Using biomarkers and questionnaire results we found discrepancies between self-reported exposure and serum cotinine in passive smoking.(3) Cotinine results are affected by individual differences in nicotine metabolism and by time delays from exposure. Because of this we have found a combination score of grades of self-reported exposure and of cotinine valuable. (4,5)

Campaigners against tobacco tend to talk-up positive results on passive smoking and to discount weak or negative ones as “flawed” for non- scientific reasons. It is important for the future to obtain the best overall estimates of risks of exposure to smoke without bias. It seems implausible that nicotine itself is responsible for the risk of passive smoking, but cotinine is a useful biomarker of a recently common, now disappearing, form of smoke exposure. Banishing the traditional clouds of tobacco smoke forever may be dear to the hearts of many of us for social as well as medical reasons (they stink), but were any exposure to smoke from combustion of vegetable matter, however caused, be labelled ‘very dangerous’ this might have severe long-term occupational and economic consequences. It is important for that reason to get the best estimates of risk that we can.

Ruoling Chen, honorary senior lecturer
Department of Epidemiology and Public Health, University College London, London WC1E 6BT (formerly in Dundee)

Hugh Tunstall-Pedoe, professor of cardiovascular epidemiology

Roger Tavendale, biochemist

Cardiovascular Epidemiology Unit, Institute of Cardiovascular Research, University of Dundee, Ninewells Hospital, Dundee, Scotland, DD1 9SY

Competing interests: None declared.

References

1. Whincup PH, Gilg JA, Emberson JR, Jarvis MJ, Feyerabend C, Bryant A, et al. Passive smoking and risk of coronary heart disease and stroke: prospective study with cotinine measurement. BMJ 2004;329:200-205

2. Enstrom JE, Kabat GC. Environmental tobacco smoke and tobacco related mortality in a prospective study of Californians, 1960-98. BMJ 2003; 326:1057-67.

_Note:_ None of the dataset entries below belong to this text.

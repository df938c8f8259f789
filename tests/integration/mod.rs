//! Integration tests: HTTP client against a mock server, workflow against a mock backend

mod api_client;
mod session_flow;
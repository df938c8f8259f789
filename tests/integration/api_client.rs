//! HTTP client against a local mock server

use assert_matches::assert_matches;
use pretty_assertions::assert_eq;
use reqwest::Client;
use wiremock::matchers::{body_json, body_string_contains, method, path, query_param};
use wiremock::{Mock, MockServer, ResponseTemplate};

use crate::common::{fixtures, logging};
use std::time::{Duration, Instant};

use fracture_tui::api::{check_health, ApiError, FractureApiClient, FractureBackend};
use fracture_tui::models::{
    Landmark, LandmarkLabel, ModelVariant, ProcessLandmarksRequest, SessionId, UploadFile,
};

fn client(server: &MockServer) -> FractureApiClient {
    FractureApiClient::with_client(Client::new(), &server.uri()).unwrap()
}

fn png_upload() -> UploadFile {
    UploadFile {
        file_name: "wrist.png".to_string(),
        mime: "image/png",
        bytes: fixtures::png_bytes(4, 4),
    }
}

#[tokio::test]
async fn test_health_reads_service_banner() {
    logging::init_test_logging();
    let server = MockServer::start().await;
    Mock::given(method("GET"))
        .and(path("/"))
        .respond_with(ResponseTemplate::new(200).set_body_json(serde_json::json!({
            "message": "Fracture API running",
            "version": "1.0.0"
        })))
        .expect(1)
        .mount(&server)
        .await;

    let info = client(&server).health().await.unwrap();
    assert_eq!(info.message.as_deref(), Some("Fracture API running"));
    assert_eq!(info.version.as_deref(), Some("1.0.0"));
}

#[tokio::test]
async fn test_health_check_gives_up_on_slow_backend() {
    logging::init_test_logging();
    let server = MockServer::start().await;
    Mock::given(method("GET"))
        .and(path("/"))
        .respond_with(
            ResponseTemplate::new(200)
                .set_body_json(serde_json::json!({ "message": "late" }))
                .set_delay(Duration::from_secs(10)),
        )
        .mount(&server)
        .await;

    let started = Instant::now();
    let info = check_health(&client(&server), Duration::from_millis(200)).await;
    assert!(info.is_none());
    assert!(started.elapsed() < Duration::from_secs(5));
}

#[tokio::test]
async fn test_health_check_returns_banner_in_time() {
    let server = MockServer::start().await;
    Mock::given(method("GET"))
        .and(path("/"))
        .respond_with(ResponseTemplate::new(200).set_body_json(serde_json::json!({
            "message": "Fracture API running"
        })))
        .mount(&server)
        .await;

    let info = check_health(&client(&server), Duration::from_secs(5)).await;
    assert_eq!(info.and_then(|i| i.message).as_deref(), Some("Fracture API running"));
}

#[tokio::test]
async fn test_xray_upload_posts_multipart_file_field() {
    logging::init_test_logging();
    let server = MockServer::start().await;
    Mock::given(method("POST"))
        .and(path("/upload/xray"))
        .and(body_string_contains("name=\"file\""))
        .and(body_string_contains("filename=\"wrist.png\""))
        .respond_with(ResponseTemplate::new(200).set_body_json(serde_json::json!({
            "session_id": "session_1",
            "image_base64": fixtures::png_data_url(4, 4),
            "width": 4,
            "height": 4
        })))
        .expect(1)
        .mount(&server)
        .await;

    let uploaded = client(&server).upload_xray(png_upload()).await.unwrap();
    assert_eq!(uploaded.session_id, SessionId::new("session_1"));
    assert_eq!(uploaded.width, Some(4));
}

#[tokio::test]
async fn test_xray_upload_tolerates_missing_dimensions() {
    let server = MockServer::start().await;
    Mock::given(method("POST"))
        .and(path("/upload/xray"))
        .respond_with(ResponseTemplate::new(200).set_body_json(serde_json::json!({
            "session_id": "session_2",
            "image_base64": fixtures::png_data_url(4, 4)
        })))
        .mount(&server)
        .await;

    let uploaded = client(&server).upload_xray(png_upload()).await.unwrap();
    assert_eq!(uploaded.width, None);
    assert_eq!(uploaded.height, None);
}

#[tokio::test]
async fn test_model_upload_passes_session_as_query() {
    let server = MockServer::start().await;
    Mock::given(method("POST"))
        .and(path("/upload/model"))
        .and(query_param("session_id", "session_1"))
        .and(body_string_contains("name=\"file\""))
        .respond_with(ResponseTemplate::new(200).set_body_json(serde_json::json!({ "status": "ok" })))
        .expect(1)
        .mount(&server)
        .await;

    let file = UploadFile {
        file_name: "arm.glb".to_string(),
        mime: "model/gltf-binary",
        bytes: vec![0u8; 16],
    };
    client(&server)
        .upload_model(&SessionId::new("session_1"), file)
        .await
        .unwrap();
}

#[tokio::test]
async fn test_landmarks_are_posted_as_json() {
    logging::init_test_logging();
    let server = MockServer::start().await;
    let request = ProcessLandmarksRequest {
        session_id: SessionId::new("session_1"),
        landmarks: LandmarkLabel::ALL
            .iter()
            .enumerate()
            .map(|(i, label)| Landmark {
                x: 100.0 + i as f64,
                y: 200.5,
                label: *label,
            })
            .collect(),
    };

    Mock::given(method("POST"))
        .and(path("/process/landmarks"))
        .and(body_json(serde_json::json!({
            "session_id": "session_1",
            "landmarks": [
                { "x": 100.0, "y": 200.5, "label": "Ulna Head" },
                { "x": 101.0, "y": 200.5, "label": "Ulna Tail" },
                { "x": 102.0, "y": 200.5, "label": "Radius Head" },
                { "x": 103.0, "y": 200.5, "label": "Radius Tail" }
            ]
        })))
        .respond_with(ResponseTemplate::new(200).set_body_json(fixtures::report_json()))
        .expect(1)
        .mount(&server)
        .await;

    let report = client(&server).process_landmarks(&request).await.unwrap();
    logging::log_test_data("Report", &report);
    assert_eq!(report, fixtures::report());
}

#[tokio::test]
async fn test_model_fetch_is_cache_busted() {
    let server = MockServer::start().await;
    Mock::given(method("GET"))
        .and(path("/model/session_1/fractured"))
        .and(query_param("t", "1700000000123"))
        .respond_with(ResponseTemplate::new(200).set_body_bytes(vec![1u8, 2, 3]))
        .expect(1)
        .mount(&server)
        .await;

    let bytes = client(&server)
        .fetch_model(&SessionId::new("session_1"), ModelVariant::Fractured, 1700000000123)
        .await
        .unwrap();
    assert_eq!(bytes, vec![1u8, 2, 3]);
}

#[tokio::test]
async fn test_server_error_becomes_status_error() {
    let server = MockServer::start().await;
    Mock::given(method("POST"))
        .and(path("/process/landmarks"))
        .respond_with(ResponseTemplate::new(500).set_body_string("boom"))
        .mount(&server)
        .await;

    let request = ProcessLandmarksRequest {
        session_id: SessionId::new("session_1"),
        landmarks: Vec::new(),
    };
    let err = client(&server).process_landmarks(&request).await.unwrap_err();
    assert_matches!(err, ApiError::Status { status: 500, ref body } if body == "boom");
}

#[tokio::test]
async fn test_malformed_report_is_a_decode_error() {
    let server = MockServer::start().await;
    Mock::given(method("POST"))
        .and(path("/process/landmarks"))
        .respond_with(ResponseTemplate::new(200).set_body_string("{\"confidence\": \"high\"}"))
        .mount(&server)
        .await;

    let request = ProcessLandmarksRequest {
        session_id: SessionId::new("session_1"),
        landmarks: Vec::new(),
    };
    let err = client(&server).process_landmarks(&request).await.unwrap_err();
    assert_matches!(err, ApiError::Decode(_));
}
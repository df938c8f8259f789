//! Report page rendering against an in-memory terminal

use ratatui::{backend::TestBackend, buffer::Buffer, Terminal};

use crate::common::{drive, logging};
use fracture_tui::flow::SessionFlow;
use fracture_tui::ui::{report::ReportView, View};

const WIDTH: u16 = 100;
const HEIGHT: u16 = 40;

fn row_text(buf: &Buffer, y: u16) -> String {
    (0..buf.area.width)
        .filter_map(|x| buf.cell((x, y)).map(|c| c.symbol().to_string()))
        .collect()
}

fn screen(buf: &Buffer) -> Vec<String> {
    (0..buf.area.height).map(|y| row_text(buf, y)).collect()
}

async fn rendered_report() -> Vec<String> {
    logging::init_test_logging();
    let dir = tempfile::tempdir().unwrap();
    let backend = drive::happy_backend("session_7");
    let mut flow = SessionFlow::new();
    drive::to_report(&mut flow, &backend, &dir).await;

    let mut view = ReportView::new();
    let mut terminal = Terminal::new(TestBackend::new(WIDTH, HEIGHT)).unwrap();
    terminal
        .draw(|f| {
            let area = f.area();
            view.render(f, area, &flow);
        })
        .unwrap();
    screen(terminal.backend().buffer())
}

#[tokio::test]
async fn test_confidence_is_shown_with_one_decimal() {
    let lines = rendered_report().await;
    let confidence = lines
        .iter()
        .find(|l| l.contains('█'))
        .expect("confidence bar row");
    assert!(confidence.contains("87.0%"), "row was {:?}", confidence);
}

#[tokio::test]
async fn test_confidence_bar_is_proportional() {
    let lines = rendered_report().await;
    let confidence = lines.iter().find(|l| l.contains('█')).unwrap();
    let filled = confidence.chars().filter(|c| *c == '█').count();
    let empty = confidence.chars().filter(|c| *c == '░').count();
    let ratio = filled as f64 / (filled + empty) as f64;
    assert!((ratio - 0.87).abs() < 0.02, "filled {} of {}", filled, filled + empty);
}

#[tokio::test]
async fn test_fracture_details_are_formatted() {
    let text = rendered_report().await.join("\n");
    assert!(text.contains("Fracture Report"));
    assert!(text.contains("Ulna"));
    assert!(text.contains("Radius Fracture"));
    assert!(text.contains("MODERATE"));
    assert!(text.contains("transverse"));
    assert!(text.contains("42%"));
    assert!(text.contains("12.3°"));
    assert!(text.contains("-3.5°"));
    assert!(text.contains("academic & research purposes"));
}
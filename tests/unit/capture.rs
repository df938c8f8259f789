//! Landmark capture geometry

use assert_matches::assert_matches;
use pretty_assertions::assert_eq;
use test_log::test;

use fracture_tui::capture::{CaptureSurface, ClickOutcome, DisplayScale};
use fracture_tui::models::{LandmarkLabel, SessionId};

const VIEWPORT: f64 = 420.0;

fn approx(a: f64, b: f64) -> bool {
    (a - b).abs() < 1e-9
}

#[test]
fn test_tall_images_shrink_to_viewport() {
    let scale = DisplayScale::fit(2000, VIEWPORT);
    assert!(approx(scale.factor(), 0.21));
    let (w, h) = scale.canvas_size(1000, 2000);
    assert!(approx(w, 210.0) && approx(h, 420.0));
}

#[test]
fn test_small_images_are_never_enlarged() {
    assert!(approx(DisplayScale::fit(300, VIEWPORT).factor(), 1.0));
    assert!(approx(DisplayScale::fit(420, VIEWPORT).factor(), 1.0));
}

#[test]
fn test_click_maps_back_to_original_pixels() {
    let mut surface = CaptureSurface::new(1000, 2000, VIEWPORT);
    let outcome = surface.click(105.0, 210.0);
    let landmark = assert_matches!(outcome, ClickOutcome::Placed(l) => l);
    assert!(approx(landmark.x, 500.0));
    assert!(approx(landmark.y, 1000.0));
    assert_eq!(landmark.label, LandmarkLabel::UlnaHead);
}

#[test]
fn test_offset_origin_is_subtracted() {
    let mut surface = CaptureSurface::new(1000, 2000, VIEWPORT);
    surface.set_origin(30.0, 0.0);
    let landmark = assert_matches!(surface.click(135.0, 21.0), ClickOutcome::Placed(l) => l);
    assert!(approx(landmark.x, 500.0));
    assert!(approx(landmark.y, 100.0));
}

#[test]
fn test_labels_follow_click_order() {
    let mut surface = CaptureSurface::new(400, 400, VIEWPORT);
    for i in 0..4 {
        surface.click(10.0 * (i + 1) as f64, 10.0);
    }
    let labels: Vec<_> = surface.landmarks().iter().map(|l| l.label).collect();
    assert_eq!(labels, LandmarkLabel::ALL.to_vec());
    assert!(surface.is_complete());
}

#[test]
fn test_fifth_click_is_ignored() {
    let mut surface = CaptureSurface::new(400, 400, VIEWPORT);
    for _ in 0..4 {
        surface.click(50.0, 50.0);
    }
    assert_eq!(surface.click(60.0, 60.0), ClickOutcome::Ignored);
    assert_eq!(surface.landmarks().len(), 4);
}

#[test]
fn test_clicks_outside_image_are_not_recorded() {
    let mut surface = CaptureSurface::new(400, 400, VIEWPORT);
    assert_eq!(surface.click(-1.0, 10.0), ClickOutcome::OutOfBounds);
    assert_eq!(surface.click(10.0, 400.0), ClickOutcome::OutOfBounds);
    assert!(surface.landmarks().is_empty());
    assert_eq!(surface.next_label(), Some(LandmarkLabel::UlnaHead));
}

#[test]
fn test_submission_requires_all_four_points() {
    let session = SessionId::new("session_3");
    let mut surface = CaptureSurface::new(400, 400, VIEWPORT);
    for _ in 0..3 {
        surface.click(20.0, 20.0);
    }
    assert!(surface.submission(&session).is_none());

    surface.click(20.0, 20.0);
    let request = surface.submission(&session).expect("complete submission");
    assert_eq!(request.session_id, session);
    assert_eq!(request.landmarks.len(), 4);
}

#[test]
fn test_prompt_tracks_progress() {
    let mut surface = CaptureSurface::new(400, 400, VIEWPORT);
    assert_eq!(surface.prompt(), "Landmark 1 of 4: Ulna Head");
    for _ in 0..4 {
        surface.click(20.0, 20.0);
    }
    assert_eq!(surface.prompt(), "All landmarks selected");
}
use std::fmt;
use std::path::Path;

use serde::{Deserialize, Serialize};

/// Opaque session token issued by the backend at X-ray upload time
#[derive(Debug, Clone, PartialEq, Eq, Hash, Serialize, Deserialize)]
#[serde(transparent)]
pub struct SessionId(String);

impl SessionId {
    pub fn new(value: impl Into<String>) -> Self {
        Self(value.into())
    }

    pub fn as_str(&self) -> &str {
        &self.0
    }
}

impl fmt::Display for SessionId {
    fn fmt(&self, f: &mut fmt::Formatter<'_>) -> fmt::Result {
        f.write_str(&self.0)
    }
}

/// Anatomical landmark labels, in the order they must be captured
#[derive(Debug, Clone, Copy, PartialEq, Eq, Hash, Serialize, Deserialize)]
pub enum LandmarkLabel {
    #[serde(rename = "Ulna Head")]
    UlnaHead,
    #[serde(rename = "Ulna Tail")]
    UlnaTail,
    #[serde(rename = "Radius Head")]
    RadiusHead,
    #[serde(rename = "Radius Tail")]
    RadiusTail,
}

impl LandmarkLabel {
    pub const ALL: [LandmarkLabel; 4] = [
        LandmarkLabel::UlnaHead,
        LandmarkLabel::UlnaTail,
        LandmarkLabel::RadiusHead,
        LandmarkLabel::RadiusTail,
    ];

    pub fn as_str(&self) -> &'static str {
        match self {
            LandmarkLabel::UlnaHead => "Ulna Head",
            LandmarkLabel::UlnaTail => "Ulna Tail",
            LandmarkLabel::RadiusHead => "Radius Head",
            LandmarkLabel::RadiusTail => "Radius Tail",
        }
    }

    /// Position of this label in the capture sequence (0-based)
    pub fn index(&self) -> usize {
        match self {
            LandmarkLabel::UlnaHead => 0,
            LandmarkLabel::UlnaTail => 1,
            LandmarkLabel::RadiusHead => 2,
            LandmarkLabel::RadiusTail => 3,
        }
    }
}

impl fmt::Display for LandmarkLabel {
    fn fmt(&self, f: &mut fmt::Formatter<'_>) -> fmt::Result {
        f.write_str(self.as_str())
    }
}

/// A labeled point in original image pixel space
#[derive(Debug, Clone, Copy, PartialEq, Serialize, Deserialize)]
pub struct Landmark {
    pub x: f64,
    pub y: f64,
    pub label: LandmarkLabel,
}

/// Body of `POST /process/landmarks`
#[derive(Debug, Clone, PartialEq, Serialize, Deserialize)]
pub struct ProcessLandmarksRequest {
    pub session_id: SessionId,
    pub landmarks: Vec<Landmark>,
}

/// Response of `POST /upload/xray`
#[derive(Debug, Clone, Deserialize)]
pub struct UploadedXray {
    pub session_id: SessionId,
    /// Either a `data:` URL or bare base64
    pub image_base64: String,
    pub width: Option<u32>,
    pub height: Option<u32>,
}

/// Response of `GET /`
#[derive(Debug, Clone, Deserialize)]
pub struct ServiceInfo {
    pub message: Option<String>,
    pub version: Option<String>,
}

/// Backend-assigned severity tier
#[derive(Debug, Clone, Copy, PartialEq, Eq, Serialize, Deserialize)]
#[serde(rename_all = "lowercase")]
pub enum Severity {
    Mild,
    Moderate,
    Severe,
    #[serde(other)]
    Unknown,
}

impl Severity {
    pub fn as_str(&self) -> &'static str {
        match self {
            Severity::Mild => "mild",
            Severity::Moderate => "moderate",
            Severity::Severe => "severe",
            Severity::Unknown => "unknown",
        }
    }
}

/// One detected fracture
#[derive(Debug, Clone, PartialEq, Serialize, Deserialize)]
pub struct Fracture {
    pub bone: String,
    pub severity: Severity,
    pub damage: String,
    /// Normalized position along the bone, 0.0..=1.0
    pub location: f64,
    pub top_angle: f64,
    pub bottom_angle: f64,
}

/// Response of `POST /process/landmarks`, never mutated client-side
#[derive(Debug, Clone, PartialEq, Serialize, Deserialize)]
pub struct FractureReport {
    pub confidence: f64,
    pub detected_bones: Vec<String>,
    pub fractures: Vec<Fracture>,
}

/// Which model asset the viewer asks for
#[derive(Debug, Clone, Copy, PartialEq, Eq)]
pub enum ModelVariant {
    Original,
    Fractured,
}

impl ModelVariant {
    pub fn path_segment(&self) -> &'static str {
        match self {
            ModelVariant::Original => "original",
            ModelVariant::Fractured => "fractured",
        }
    }
}

/// File accepted by one of the upload inputs
#[derive(Debug, Clone, Copy, PartialEq, Eq)]
pub enum UploadKind {
    Xray,
    Model,
}

impl UploadKind {
    pub fn extensions(&self) -> &'static [&'static str] {
        match self {
            UploadKind::Xray => &["jpg", "jpeg", "png"],
            UploadKind::Model => &["glb", "gltf"],
        }
    }

    pub fn accepts(&self, path: &Path) -> bool {
        self.mime_for(path).is_some()
    }

    /// MIME type sent with the multipart part, `None` for unsupported files
    pub fn mime_for(&self, path: &Path) -> Option<&'static str> {
        let ext = path.extension()?.to_str()?.to_ascii_lowercase();
        if !self.extensions().contains(&ext.as_str()) {
            return None;
        }
        Some(match ext.as_str() {
            "jpg" | "jpeg" => "image/jpeg",
            "png" => "image/png",
            "glb" => "model/gltf-binary",
            _ => "model/gltf+json",
        })
    }
}

/// A file read from disk, ready for a multipart upload
#[derive(Debug, Clone, PartialEq)]
pub struct UploadFile {
    pub file_name: String,
    pub mime: &'static str,
    pub bytes: Vec<u8>,
}

/// Configuration for the application
#[derive(Debug, Clone)]
pub struct Config {
    pub api_base: String,
    pub viewport_height: u32,
    pub request_timeout_secs: u64,
    pub log_file: String,
}

impl Default for Config {
    fn default() -> Self {
        Self {
            api_base: "http://localhost:8000".to_string(),
            viewport_height: 420,
            request_timeout_secs: 30,
            log_file: "fracture-tui.log".to_string(),
        }
    }
}

impl Config {
    /// Load configuration from environment variables
    pub fn from_env() -> anyhow::Result<Self> {
        dotenvy::dotenv().ok(); // Load .env file if it exists

        let defaults = Config::default();
        let viewport_height = match std::env::var("FRACTURE_VIEWPORT_HEIGHT") {
            Ok(raw) => raw
                .parse()
                .map_err(|_| anyhow::anyhow!("FRACTURE_VIEWPORT_HEIGHT must be a positive integer, got '{}'", raw))?,
            Err(_) => defaults.viewport_height,
        };
        if viewport_height == 0 {
            anyhow::bail!("FRACTURE_VIEWPORT_HEIGHT must be greater than zero");
        }

        Ok(Config {
            api_base: std::env::var("FRACTURE_API_BASE").unwrap_or(defaults.api_base),
            viewport_height,
            request_timeout_secs: std::env::var("FRACTURE_TIMEOUT_SECS")
                .ok()
                .and_then(|v| v.parse().ok())
                .unwrap_or(defaults.request_timeout_secs),
            log_file: std::env::var("FRACTURE_LOG_FILE").unwrap_or(defaults.log_file),
        })
    }
}
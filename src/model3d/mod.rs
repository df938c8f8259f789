//! Bone model loading and orbit-camera projection for the wireframe viewer.

use std::collections::HashSet;

use gltf::mesh::Mode;
use thiserror::Error;
use tracing::debug;

#[derive(Debug, Error)]
pub enum MeshError {
    #[error("not a glTF asset: {0}")]
    Gltf(#[from] gltf::Error),
    #[error("asset contains no triangle geometry")]
    NoGeometry,
    #[error("index {index} out of range for a primitive with {count} vertices")]
    IndexOutOfRange { index: u32, count: u32 },
}

/// Triangle mesh flattened to world-space vertices and unique edges
#[derive(Debug, Clone, PartialEq)]
pub struct BoneMesh {
    pub vertices: Vec<[f32; 3]>,
    pub edges: Vec<[u32; 2]>,
    pub triangle_count: usize,
}

type Mat4 = [[f32; 4]; 4];

const IDENTITY: Mat4 = [
    [1.0, 0.0, 0.0, 0.0],
    [0.0, 1.0, 0.0, 0.0],
    [0.0, 0.0, 1.0, 0.0],
    [0.0, 0.0, 0.0, 1.0],
];

// Column-major, as glTF stores them.
fn mul(a: &Mat4, b: &Mat4) -> Mat4 {
    let mut out = [[0.0; 4]; 4];
    for (c, column) in out.iter_mut().enumerate() {
        for (r, value) in column.iter_mut().enumerate() {
            *value = (0..4).map(|k| a[k][r] * b[c][k]).sum();
        }
    }
    out
}

fn transform_point(m: &Mat4, p: [f32; 3]) -> [f32; 3] {
    let mut out = [0.0; 3];
    for (r, value) in out.iter_mut().enumerate() {
        *value = m[0][r] * p[0] + m[1][r] * p[1] + m[2][r] * p[2] + m[3][r];
    }
    out
}

impl BoneMesh {
    /// Parse a GLB (or self-contained glTF) asset
    pub fn from_gltf_bytes(bytes: &[u8]) -> Result<Self, MeshError> {
        let (document, buffers, _) = gltf::import_slice(bytes)?;
        let mut mesh = BoneMesh {
            vertices: Vec::new(),
            edges: Vec::new(),
            triangle_count: 0,
        };
        let mut seen = HashSet::new();

        let scene = document.default_scene().or_else(|| document.scenes().next());
        let mut stack: Vec<(gltf::Node<'_>, Mat4)> = match scene {
            Some(scene) => scene.nodes().map(|n| (n, IDENTITY)).collect(),
            None => document.nodes().map(|n| (n, IDENTITY)).collect(),
        };

        while let Some((node, parent)) = stack.pop() {
            let world = mul(&parent, &node.transform().matrix());
            if let Some(node_mesh) = node.mesh() {
                for primitive in node_mesh.primitives() {
                    if primitive.mode() != Mode::Triangles {
                        continue;
                    }
                    let reader = primitive.reader(|buffer| buffers.get(buffer.index()).map(|d| &d.0[..]));
                    let Some(positions) = reader.read_positions() else {
                        continue;
                    };

                    let base = mesh.vertices.len() as u32;
                    mesh.vertices
                        .extend(positions.map(|p| transform_point(&world, p)));
                    let count = mesh.vertices.len() as u32 - base;

                    let indices: Vec<u32> = match reader.read_indices() {
                        Some(indices) => indices.into_u32().collect(),
                        None => (0..count).collect(),
                    };
                    if let Some(&index) = indices.iter().find(|&&i| i >= count) {
                        return Err(MeshError::IndexOutOfRange { index, count });
                    }
                    for tri in indices.chunks_exact(3) {
                        mesh.triangle_count += 1;
                        for (a, b) in [(tri[0], tri[1]), (tri[1], tri[2]), (tri[2], tri[0])] {
                            let edge = [base + a.min(b), base + a.max(b)];
                            if seen.insert(edge) {
                                mesh.edges.push(edge);
                            }
                        }
                    }
                }
            }
            stack.extend(node.children().map(|child| (child, world)));
        }

        if mesh.triangle_count == 0 {
            return Err(MeshError::NoGeometry);
        }
        debug!(
            "Loaded mesh: {} vertices, {} triangles, {} edges",
            mesh.vertices.len(),
            mesh.triangle_count,
            mesh.edges.len()
        );
        Ok(mesh)
    }

    /// Axis-aligned bounds as (min, max)
    pub fn bounds(&self) -> ([f32; 3], [f32; 3]) {
        let mut min = [f32::MAX; 3];
        let mut max = [f32::MIN; 3];
        for v in &self.vertices {
            for i in 0..3 {
                min[i] = min[i].min(v[i]);
                max[i] = max[i].max(v[i]);
            }
        }
        (min, max)
    }

    /// Center of the bounding box and the radius of its enclosing sphere
    pub fn bounding_sphere(&self) -> ([f64; 3], f64) {
        let (min, max) = self.bounds();
        let center = [
            (min[0] as f64 + max[0] as f64) / 2.0,
            (min[1] as f64 + max[1] as f64) / 2.0,
            (min[2] as f64 + max[2] as f64) / 2.0,
        ];
        let radius = ((max[0] - min[0]) as f64).hypot((max[1] - min[1]) as f64)
            .hypot((max[2] - min[2]) as f64)
            / 2.0;
        (center, radius.max(1e-6))
    }
}

/// Orbit camera around a focus point, perspective projection
#[derive(Debug, Clone, PartialEq)]
pub struct OrbitCamera {
    pub focus: [f64; 3],
    pub yaw: f64,
    pub pitch: f64,
    pub distance: f64,
    /// Vertical field of view in degrees
    pub fov_deg: f64,
    min_distance: f64,
    max_distance: f64,
}

impl Default for OrbitCamera {
    fn default() -> Self {
        Self {
            focus: [0.0; 3],
            yaw: 0.0,
            pitch: 0.0,
            distance: 2.0,
            fov_deg: 70.0,
            min_distance: 0.2,
            max_distance: 20.0,
        }
    }
}

const NEAR: f64 = 0.1;
const MAX_PITCH: f64 = 89.0 * std::f64::consts::PI / 180.0;

impl OrbitCamera {
    /// Frame a mesh so its bounding sphere fills the view
    pub fn framing(mesh: &BoneMesh) -> Self {
        let (center, radius) = mesh.bounding_sphere();
        let mut camera = Self {
            focus: center,
            ..Self::default()
        };
        let half_fov = camera.fov_deg.to_radians() / 2.0;
        camera.distance = radius / half_fov.sin() * 1.1;
        camera.min_distance = radius * 0.2;
        camera.max_distance = camera.distance * 10.0;
        camera
    }

    pub fn orbit(&mut self, d_yaw: f64, d_pitch: f64) {
        self.yaw = (self.yaw + d_yaw).rem_euclid(std::f64::consts::TAU);
        self.pitch = (self.pitch + d_pitch).clamp(-MAX_PITCH, MAX_PITCH);
    }

    /// Multiply the distance by `factor` (< 1 moves closer)
    pub fn zoom(&mut self, factor: f64) {
        self.distance = (self.distance * factor).clamp(self.min_distance, self.max_distance);
    }

    pub fn eye(&self) -> [f64; 3] {
        let (sy, cy) = self.yaw.sin_cos();
        let (sp, cp) = self.pitch.sin_cos();
        [
            self.focus[0] + self.distance * cp * sy,
            self.focus[1] + self.distance * sp,
            self.focus[2] + self.distance * cp * cy,
        ]
    }

    /// Project a world point to normalized screen space: y in -1..1 and x in
    /// -aspect..aspect. `None` when the point is behind the near plane.
    pub fn project(&self, p: [f64; 3]) -> Option<(f64, f64)> {
        let eye = self.eye();
        let (sy, cy) = self.yaw.sin_cos();
        let (sp, cp) = self.pitch.sin_cos();
        let forward = [-cp * sy, -sp, -cp * cy];
        let right = [cy, 0.0, -sy];
        let up = [-sp * sy, cp, -sp * cy];

        let d = [p[0] - eye[0], p[1] - eye[1], p[2] - eye[2]];
        let dot = |v: [f64; 3]| d[0] * v[0] + d[1] * v[1] + d[2] * v[2];
        let z = dot(forward);
        if z < NEAR {
            return None;
        }
        let f = 1.0 / (self.fov_deg.to_radians() / 2.0).tan();
        Some((dot(right) * f / z, dot(up) * f / z))
    }
}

3. Tunstall-Pedoe H, Brown CA, Woodward M, Tavendale R. Passive smoking by self-report and serum cotinine and the prevalence of respiratory and coronary heart disease in the Scottish heart health study. J Epidemiol Community Health 1995; 49:139-43.

4. Chen R, Tavendale R, Tunstall-Pedoe H. Passive smoking measured by self report, serum cotinine and their combination and 14-year cardiovascular mortality among never smokers in the Scottish Heart Health Study. Circulation 2003;108: IV 751 (abstract)

5. Chen R, Tavendale R, Tunstall-Pedoe H. Measurement of passive smoking in adults: self-reported questionnaire or serum cotinine? J Cancer Epidemiol & Prev 2002; 7:85-95.